> **EXERCISE PROMPT**:
Search the data for the word "SessionId" and copy each line that has it.

[Stored data entries]

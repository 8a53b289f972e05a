//! Per-sync-pass state.
//!
//! A session carries the user listing shared by the role syncer's grant
//! computation. It replaces process-wide caches: each sync pass gets its own
//! session, and dropping it drops everything it memoized.

use std::sync::{Arc, RwLock};

use tracing::debug;

use gatesync_core::{ConnectorResult, SessionId};
use gatesync_upstream::{Client, User};

#[derive(Debug, Default)]
pub struct SyncSession {
    id: SessionId,
    users: RwLock<Option<Arc<Vec<User>>>>,
}

impl SyncSession {
    pub fn new() -> Self {
        Self::default()
    }

    pub fn id(&self) -> SessionId {
        self.id
    }

    /// Users known to this session, fetched from upstream on first use.
    pub async fn users(&self, client: &Client) -> ConnectorResult<Arc<Vec<User>>> {
        if let Some(users) = self.cached_users() {
            return Ok(users);
        }

        // The lock is not held across the fetch; a concurrent loader simply
        // overwrites with an equally fresh listing.
        let users = Arc::new(client.list_users().await?);
        debug!(session = %self.id, count = users.len(), "loaded user listing");
        self.store_users(Arc::clone(&users));
        Ok(users)
    }

    pub fn store_users(&self, users: Arc<Vec<User>>) {
        let mut slot = self.users.write().unwrap_or_else(|e| e.into_inner());
        *slot = Some(users);
    }

    /// Drop the memoized listing so the next read goes upstream.
    pub fn invalidate_users(&self) {
        let mut slot = self.users.write().unwrap_or_else(|e| e.into_inner());
        if slot.take().is_some() {
            debug!(session = %self.id, "invalidated user listing");
        }
    }

    fn cached_users(&self) -> Option<Arc<Vec<User>>> {
        let slot = self.users.read().unwrap_or_else(|e| e.into_inner());
        slot.clone()
    }
}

> **REPLY**:
use gatesync_core::{ConnectorResult, SessionId};
    id: SessionId,
    pub fn id(&self) -> SessionId {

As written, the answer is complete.